| PROBLEM STATEMENT |
In the data below, one line contains "pub struct ApiError" and a later one contains "code and message". Print both, with every line between them, exactly and alone.

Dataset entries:
────────────────────

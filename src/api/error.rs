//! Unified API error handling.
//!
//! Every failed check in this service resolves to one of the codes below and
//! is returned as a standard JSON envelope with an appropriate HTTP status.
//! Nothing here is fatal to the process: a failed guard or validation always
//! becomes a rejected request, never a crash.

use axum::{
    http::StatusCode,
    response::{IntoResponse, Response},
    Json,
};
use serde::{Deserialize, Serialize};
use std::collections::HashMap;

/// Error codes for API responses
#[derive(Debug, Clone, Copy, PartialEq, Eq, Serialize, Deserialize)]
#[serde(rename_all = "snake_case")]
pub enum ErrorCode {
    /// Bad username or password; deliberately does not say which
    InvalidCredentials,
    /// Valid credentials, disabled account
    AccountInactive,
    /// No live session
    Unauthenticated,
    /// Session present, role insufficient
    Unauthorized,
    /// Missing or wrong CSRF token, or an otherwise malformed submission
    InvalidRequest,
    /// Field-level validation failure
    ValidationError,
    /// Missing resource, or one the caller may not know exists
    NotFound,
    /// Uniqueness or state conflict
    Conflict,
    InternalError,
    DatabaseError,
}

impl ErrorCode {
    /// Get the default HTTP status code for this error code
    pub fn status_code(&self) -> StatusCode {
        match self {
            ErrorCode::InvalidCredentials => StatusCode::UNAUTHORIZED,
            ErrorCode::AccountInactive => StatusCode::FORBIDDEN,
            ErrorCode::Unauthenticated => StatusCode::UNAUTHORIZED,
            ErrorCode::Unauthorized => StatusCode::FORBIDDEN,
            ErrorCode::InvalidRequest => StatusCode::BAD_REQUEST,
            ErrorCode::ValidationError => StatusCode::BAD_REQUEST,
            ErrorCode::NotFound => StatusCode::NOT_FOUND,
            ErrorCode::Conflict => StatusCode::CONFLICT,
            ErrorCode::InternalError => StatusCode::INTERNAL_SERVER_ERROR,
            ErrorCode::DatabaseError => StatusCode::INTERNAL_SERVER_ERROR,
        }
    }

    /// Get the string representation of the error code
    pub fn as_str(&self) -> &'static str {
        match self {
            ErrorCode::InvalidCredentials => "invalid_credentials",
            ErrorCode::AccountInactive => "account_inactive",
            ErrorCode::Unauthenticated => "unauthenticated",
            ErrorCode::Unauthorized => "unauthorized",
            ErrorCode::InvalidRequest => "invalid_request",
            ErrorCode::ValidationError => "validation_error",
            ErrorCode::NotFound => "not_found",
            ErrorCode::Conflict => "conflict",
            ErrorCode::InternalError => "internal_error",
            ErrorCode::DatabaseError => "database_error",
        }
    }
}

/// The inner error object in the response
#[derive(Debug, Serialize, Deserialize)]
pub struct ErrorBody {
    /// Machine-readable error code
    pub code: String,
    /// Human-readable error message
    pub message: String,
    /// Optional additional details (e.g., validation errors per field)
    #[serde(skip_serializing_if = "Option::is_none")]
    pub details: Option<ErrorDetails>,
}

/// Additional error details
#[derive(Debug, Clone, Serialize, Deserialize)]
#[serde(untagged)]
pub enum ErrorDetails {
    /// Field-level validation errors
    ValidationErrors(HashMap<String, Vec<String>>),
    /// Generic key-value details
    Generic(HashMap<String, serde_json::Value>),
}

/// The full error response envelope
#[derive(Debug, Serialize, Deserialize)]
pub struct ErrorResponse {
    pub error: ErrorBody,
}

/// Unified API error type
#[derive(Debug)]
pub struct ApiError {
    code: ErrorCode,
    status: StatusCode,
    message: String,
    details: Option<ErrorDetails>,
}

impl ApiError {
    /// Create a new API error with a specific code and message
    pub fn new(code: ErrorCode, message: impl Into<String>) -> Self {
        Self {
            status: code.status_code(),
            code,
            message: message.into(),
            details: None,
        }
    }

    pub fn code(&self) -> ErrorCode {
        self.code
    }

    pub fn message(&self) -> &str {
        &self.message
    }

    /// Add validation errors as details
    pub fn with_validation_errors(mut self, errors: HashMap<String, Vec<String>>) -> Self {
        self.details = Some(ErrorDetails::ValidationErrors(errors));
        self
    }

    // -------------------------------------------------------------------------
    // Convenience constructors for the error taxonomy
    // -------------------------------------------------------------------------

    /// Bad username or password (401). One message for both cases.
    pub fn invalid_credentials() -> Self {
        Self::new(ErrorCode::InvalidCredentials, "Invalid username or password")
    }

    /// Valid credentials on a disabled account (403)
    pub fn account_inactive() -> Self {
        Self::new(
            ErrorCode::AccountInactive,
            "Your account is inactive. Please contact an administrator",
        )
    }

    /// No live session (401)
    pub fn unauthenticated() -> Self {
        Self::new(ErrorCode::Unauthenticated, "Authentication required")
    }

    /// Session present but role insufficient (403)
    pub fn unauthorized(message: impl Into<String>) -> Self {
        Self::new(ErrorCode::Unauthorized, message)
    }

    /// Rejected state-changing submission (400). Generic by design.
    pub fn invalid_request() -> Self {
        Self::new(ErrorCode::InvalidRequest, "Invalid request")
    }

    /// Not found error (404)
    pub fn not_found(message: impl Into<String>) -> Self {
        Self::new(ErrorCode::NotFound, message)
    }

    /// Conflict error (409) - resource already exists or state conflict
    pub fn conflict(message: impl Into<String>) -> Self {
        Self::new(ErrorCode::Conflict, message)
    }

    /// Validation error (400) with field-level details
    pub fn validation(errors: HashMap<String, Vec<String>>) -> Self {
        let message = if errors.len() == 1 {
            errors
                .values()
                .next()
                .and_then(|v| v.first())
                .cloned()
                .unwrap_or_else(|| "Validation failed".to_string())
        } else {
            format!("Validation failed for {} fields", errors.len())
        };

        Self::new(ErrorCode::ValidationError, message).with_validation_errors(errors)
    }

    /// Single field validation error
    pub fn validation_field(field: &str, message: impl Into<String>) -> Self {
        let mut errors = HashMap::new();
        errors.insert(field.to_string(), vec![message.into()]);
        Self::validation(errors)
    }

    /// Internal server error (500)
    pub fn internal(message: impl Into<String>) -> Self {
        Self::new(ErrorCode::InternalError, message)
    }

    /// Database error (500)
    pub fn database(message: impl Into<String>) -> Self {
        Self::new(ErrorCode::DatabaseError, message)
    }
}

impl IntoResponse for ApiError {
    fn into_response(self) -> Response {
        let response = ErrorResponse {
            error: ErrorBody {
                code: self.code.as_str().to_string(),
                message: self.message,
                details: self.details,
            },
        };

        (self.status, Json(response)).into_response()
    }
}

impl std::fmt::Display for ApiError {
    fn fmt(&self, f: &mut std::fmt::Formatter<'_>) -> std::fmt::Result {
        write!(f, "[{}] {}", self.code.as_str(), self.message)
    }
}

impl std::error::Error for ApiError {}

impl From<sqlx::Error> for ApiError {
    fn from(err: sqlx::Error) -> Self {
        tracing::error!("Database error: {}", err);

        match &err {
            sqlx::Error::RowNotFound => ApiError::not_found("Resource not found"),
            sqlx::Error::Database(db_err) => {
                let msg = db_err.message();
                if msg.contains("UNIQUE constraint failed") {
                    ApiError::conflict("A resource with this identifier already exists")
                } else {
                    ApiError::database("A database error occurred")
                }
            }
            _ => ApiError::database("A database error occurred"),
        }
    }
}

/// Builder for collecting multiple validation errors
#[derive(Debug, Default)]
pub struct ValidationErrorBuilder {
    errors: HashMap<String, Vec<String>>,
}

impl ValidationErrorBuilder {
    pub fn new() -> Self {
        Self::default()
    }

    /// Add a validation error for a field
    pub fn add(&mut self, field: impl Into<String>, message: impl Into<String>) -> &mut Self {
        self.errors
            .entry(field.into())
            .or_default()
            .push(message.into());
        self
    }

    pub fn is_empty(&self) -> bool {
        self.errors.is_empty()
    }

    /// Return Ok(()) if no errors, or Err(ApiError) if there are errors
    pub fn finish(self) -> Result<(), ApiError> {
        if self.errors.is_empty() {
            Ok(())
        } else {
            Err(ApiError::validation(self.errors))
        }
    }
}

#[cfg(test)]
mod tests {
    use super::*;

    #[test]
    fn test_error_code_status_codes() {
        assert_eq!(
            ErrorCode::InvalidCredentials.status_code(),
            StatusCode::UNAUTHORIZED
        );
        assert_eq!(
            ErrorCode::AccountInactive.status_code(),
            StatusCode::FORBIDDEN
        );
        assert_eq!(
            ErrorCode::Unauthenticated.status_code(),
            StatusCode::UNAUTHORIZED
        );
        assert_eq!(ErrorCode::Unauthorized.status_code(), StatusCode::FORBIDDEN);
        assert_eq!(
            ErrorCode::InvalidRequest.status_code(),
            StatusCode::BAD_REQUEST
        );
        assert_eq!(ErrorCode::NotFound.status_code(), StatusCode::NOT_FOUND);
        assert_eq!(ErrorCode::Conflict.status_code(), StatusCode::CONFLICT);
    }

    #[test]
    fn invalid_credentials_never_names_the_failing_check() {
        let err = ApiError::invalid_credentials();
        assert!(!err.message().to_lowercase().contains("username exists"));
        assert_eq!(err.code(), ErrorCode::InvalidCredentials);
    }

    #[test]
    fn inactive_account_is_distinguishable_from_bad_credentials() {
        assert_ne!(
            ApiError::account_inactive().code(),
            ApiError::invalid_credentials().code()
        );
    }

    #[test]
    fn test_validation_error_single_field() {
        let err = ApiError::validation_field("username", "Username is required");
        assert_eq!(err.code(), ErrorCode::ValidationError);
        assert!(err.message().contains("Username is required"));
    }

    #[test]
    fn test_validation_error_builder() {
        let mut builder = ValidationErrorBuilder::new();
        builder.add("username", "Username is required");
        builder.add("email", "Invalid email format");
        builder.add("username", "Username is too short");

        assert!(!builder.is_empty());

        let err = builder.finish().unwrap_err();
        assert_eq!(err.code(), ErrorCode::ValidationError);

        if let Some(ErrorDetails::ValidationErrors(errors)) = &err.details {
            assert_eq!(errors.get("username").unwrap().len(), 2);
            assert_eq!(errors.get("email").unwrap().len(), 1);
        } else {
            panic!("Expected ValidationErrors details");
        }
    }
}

────────────────────

| RESPONSE |
pub struct ApiError {
    code: ErrorCode,
    status: StatusCode,
    message: String,
    details: Option<ErrorDetails>,
}

impl ApiError {
    /// Create a new API error with a specific code and message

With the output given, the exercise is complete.